Familiar as the term was, the young lady did not know what it meant. Heins explained that bills are paid either at sight, or at a certain specified time after date, or at the period which is pointed out by the custom or law of the place on which the bill is drawn; which period is called the usance of the place. At Amsterdam this was one month after date. Heins went on,
“I was, at the same time, desirous of purchasing some powder and ball, which I had a fine opportunity of disposing of. I therefore offered this bill,—not to the owner of the powder, (who would leave Amsterdam before the bill became due, and would have charged me whatever it might cost him to have it changed for a different kind of money,)—but to my friend Visscher, the bill-broker, who sold me a bill on Copenhagen, which suited my powder-merchant's convenience, and put a profit into Visscher's pocket, and saved me the necessity of calling any money out of the Bank. So you see this bill was real money in my hands, is so now in Visscher's, and may be again in a hundred other hands before the month is up.”

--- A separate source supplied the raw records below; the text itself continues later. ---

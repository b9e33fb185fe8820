// SPDX short identifier: Unlicense

use criterion::{
    black_box,
    criterion_group,
    criterion_main,
    Criterion,
    BenchmarkId
};
use rand::thread_rng;
use std::time::Duration;
use ringsig::{
    common::*,
    hashes::*
};

fn random_scalar() -> Scalar {
    return Scalar::random(&mut thread_rng()).unwrap()
}

fn random_point() -> CurvePoint {
    return CurvePoint::mul_base(&random_scalar())
}

fn secp256k1_benchmark(c: &mut Criterion) {
    let mut group = c.benchmark_group("secp256k1");
    group.sample_size(40);
    group.measurement_time(Duration::from_secs(3));


    let params = (random_scalar().to_bytes(), random_scalar().to_bytes());
    group.bench_with_input(BenchmarkId::new("Scalar", "deterministic"), &params,
    |b, (p1, p2) | b.iter(|| {
        black_box(domain_h_scalar(&[p1.as_slice(), p2.as_slice()].concat(), domains::SIGNING_NONCE));
    }));
    group.bench_with_input(BenchmarkId::new("Scalar", "random"), &(),
    |b, () | b.iter(|| {
        black_box(random_scalar());
    }));
    let params = random_scalar();
    group.bench_with_input(BenchmarkId::new("Scalar", "invert"), &params,
    |b, s | b.iter(|| {
        black_box(s.invert().unwrap());
    }));


    let params = random_point();
    group.bench_with_input(BenchmarkId::new("Encode", "compressed"), &params,
    |b, p | b.iter(|| {
        black_box(p.to_bytes());
    }));
    let params = random_point().to_bytes();
    group.bench_with_input(BenchmarkId::new("Decode", "compressed"), &params,
    |b, p | b.iter(|| {
        black_box(CurvePoint::from_bytes(p).unwrap());
    }));
    let params = random_point().to_x_only();
    group.bench_with_input(BenchmarkId::new("Decode", "x-only"), &params,
    |b, p | b.iter(|| {
        black_box(CurvePoint::from_bytes(p).unwrap());
    }));


    let params = (random_point(), random_point());
    group.bench_with_input(BenchmarkId::new("Point", "addition"), &params,
    |b, (p1, p2) | b.iter(|| {
        black_box(p1.add(p2));
    }));
    let params = (random_scalar(), random_point());
    group.bench_with_input(BenchmarkId::new("Point", "multiplication"), &params,
    |b, (s, p) | b.iter(|| {
        black_box(p.mul(s));
    }));
    let params = random_scalar();
    group.bench_with_input(BenchmarkId::new("Point", "basepoint multiplication"), &params,
    |b, s | b.iter(|| {
        black_box(CurvePoint::mul_base(s));
    }));
    let params = (random_scalar(), random_scalar(), random_point());
    group.bench_with_input(BenchmarkId::new("Point", "ring link"), &params,
    |b, (s, c, p) | b.iter(|| {
        black_box(CurvePoint::mul_base_add(s, c, p));
    }));


    let params = random_point().to_bytes();
    group.bench_with_input(BenchmarkId::new("Hash", "to point"), &params,
    |b, p | b.iter(|| {
        black_box(domain_h_point(p, domains::KEY_IMAGE));
    }));
}

criterion_group!(curve, secp256k1_benchmark);
criterion_main!(curve);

Slyk thought commerce would slacken grievously if bills did not serve as a circulating medium, as well as being the means of liquidating debts. If people were obliged to depend on their individual stock of money for the prosecution of all their undertakings, they would be stopped short at the outset of many a fine speculation: whereas by having access to the credit-bank (viz. the exchange market), and thus being able to exchange their credit for cash, at a small sacrifice, facilities were afforded, and an equalization of demand was established which was highly favourable to an extensive and beneficial employment of capital. This was the advantage of bills bearing date, instead of being, in all instances, payable at sight. When payable at sight, they were not of course money; and every protraction of date was equivalent to an increase in the quantity of money; as the bill passed through more hands, the longer it had a separate existence from the cash it represented.
“I suppose, then,” said Francesca, “that your new undertaking is to be carried on by the help of this kind of money. But perhaps bills of exchange do not circulate so far inland.”

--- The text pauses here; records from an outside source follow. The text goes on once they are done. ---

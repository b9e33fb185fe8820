/*
 * This Source Code Form is subject to the terms of the Mozilla Public
 * License, v. 2.0. If a copy of the MPL was not distributed with this
 * file, You can obtain one at https://mozilla.org/MPL/2.0/.
 */

//!Ring signatures over secp256k1
//!
//!Both signatures use the same challenge chain: starting from a secret nonce at the signer's
//!position, each ring member's response and public key produce the challenge for the next member,
//!and only the holder of the signer's private key can close the chain back onto itself.
//!
//! * `SAGSignature` is unlinkable.
//! * `BLSAGSignature` additionally publishes a key image, so signatures by the same key can be linked.

mod sag;
mod blsag;
mod signature_utils;

pub use sag::SAGSignature;
pub use blsag::{
    BLSAGSignature,
    key_images_match
};
pub use signature_utils::MIN_RING_SIZE;

pub(crate) use signature_utils::get_key_image;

“I have nothing to do but to exchange them for inland bills, or for cash,” observed her father. “Snoek, you say that foreign bills superabound on 'Change. What say you to some of the spare capital which is afloat being lent to me for a grand and beneficial design which I have in hand some way up the country?”

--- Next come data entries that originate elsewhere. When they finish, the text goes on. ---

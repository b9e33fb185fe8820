// SPDX short identifier: Unlicense

use rand::thread_rng;

use ringsig::{
    KeyPair,
    sign,
    verify
};

fn main() {
    //Create the key pairs of every ring member.
    //In practice only the signer's private key would be known,
    //the other members just publish their public keys.
    let alice = KeyPair::generate(&mut thread_rng())
        .expect("Real software should have proper error handling.");
    let bob = KeyPair::generate(&mut thread_rng())
        .expect("Real software should have proper error handling.");

    //The ring is a plain list of encoded public keys.
    //x-only (32 byte) keys as used by Nostr work just as well as compressed ones.
    let ring: Vec<Vec<u8>> = vec![
        alice.public_key().to_bytes().to_vec(),
        bob.public_key().to_x_only().to_vec()
    ];

    let message = b"Hello, this is a ring signature example!";

    //Alice signs on behalf of the ring. Nobody can tell which member signed.
    let signature = sign(message, &alice.secret().to_bytes(), &ring)
        .expect("Real software should have proper error handling.");

    println!("c0: {}", signature.c_0_hex());
    for (i, s) in signature.s_hex().iter().enumerate() {
        println!("s[{i}]: {}...", &s[..16]);
    }

    //Anyone holding the ring can verify it
    let valid = verify(&signature, message, &ring)
        .expect("Real software should have proper error handling.");
    println!("Signature valid: {valid}");
    assert!(valid);

    //Changing the message breaks the signature
    let tampered = verify(&signature, b"Tampered message", &ring)
        .expect("Real software should have proper error handling.");
    println!("Tampered message valid: {tampered}");
    assert!(!tampered);
}
/*
 * This Source Code Form is subject to the terms of the Mozilla Public
 * License, v. 2.0. If a copy of the MPL was not distributed with this
 * file, You can obtain one at https://mozilla.org/MPL/2.0/.
 */

pub use serde::{
    Serialize,
    Deserialize,
};
pub use crate::errors::SerializationError;

///Implements functions to convert to (`to_bytes`) and from (`from_bytes`) bytes
///for the public data types in this crate.
///
///Signatures, rings and keys use `bincode` by default;
///scalars and points override this with their fixed-width encodings.
#[cfg(feature = "to_bytes")]
pub trait ToBytes<'a>: Sized + Serialize + Deserialize<'a> {
    fn to_bytes(&self) -> Result<Vec<u8>, SerializationError> {
        return bincode::serialize(self)
            .map_err(|_| SerializationError::EncodingError)
    }

    fn from_bytes(bytes: &'a [u8]) -> Result<Self, SerializationError> {
        return bincode::deserialize(bytes)
            .map_err(|_| SerializationError::DecodingError)
    }
}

“I have little or no money to spare just at this time,” replied Heins: “for the present state of the exchange, you see, is just that which makes it desirable for us to import to the utmost. I must invest in British produce as much as I can gather together while bills on Britain are cheap. But there must be many exporters who are slackening their business till the exchange turns. They will be ready enough to let you have money at little or nothing above the common rate of interest. What is your object?”
“I told you that I might give you news of your mother this evening. I saw her yesterday morning, and all the children; and I may see her again once or twice a week, if I am enabled to carry on my design. In that case, I shall settle in her near neighbourhood.”
“And Fransje,”—inquired Hems, looking with an appearance of anxiety towards the lady,—“Fransje, will you leave us too?”
“I shall delight in being so near your mother,” replied Fransje. “And. those dear children, I could sit; by Christian's couch from morning till night. He is so interesting! It is so soothing too, to one's heart, to be able to cheer such a sufferer!”
Heins knew that Fransje's presence did not usually cheer Christian's spirits, but quite the reverse. He remembered also that Fransje never could sit beside the invalid for half an hour together, unless there was some one present to admire her assiduity; while Gertrude, who said nothing about the pleasure, had frequently held the boy in her arms for hours during his agony, and kept her seat through a long summer's day when Christian could not, with all his endeavours, keep his temper with anybody else. Heins smiled vaguely, however, upon Fransje's protestations: and when talk of business was resumed, her fancy wandered on into the days when she might enact the applauded sister-in-law, in return for the desirable establishment she should have obtained as the lady of the rising merchant, Heins Snoek.
“You remember,” said Jakob, “the fine vein of turf that runs from the dyke at Winkel to the lake twenty miles inland. I have often said, as I suppose many others have, that it is a shame that vein is not worked.”
Heins had heard that there were many doubts whether it would be worth while to excavate this turf till labour should be cheaper in the north, and more fuel required for the increasing population. Slyk, however, had an answer to every objection.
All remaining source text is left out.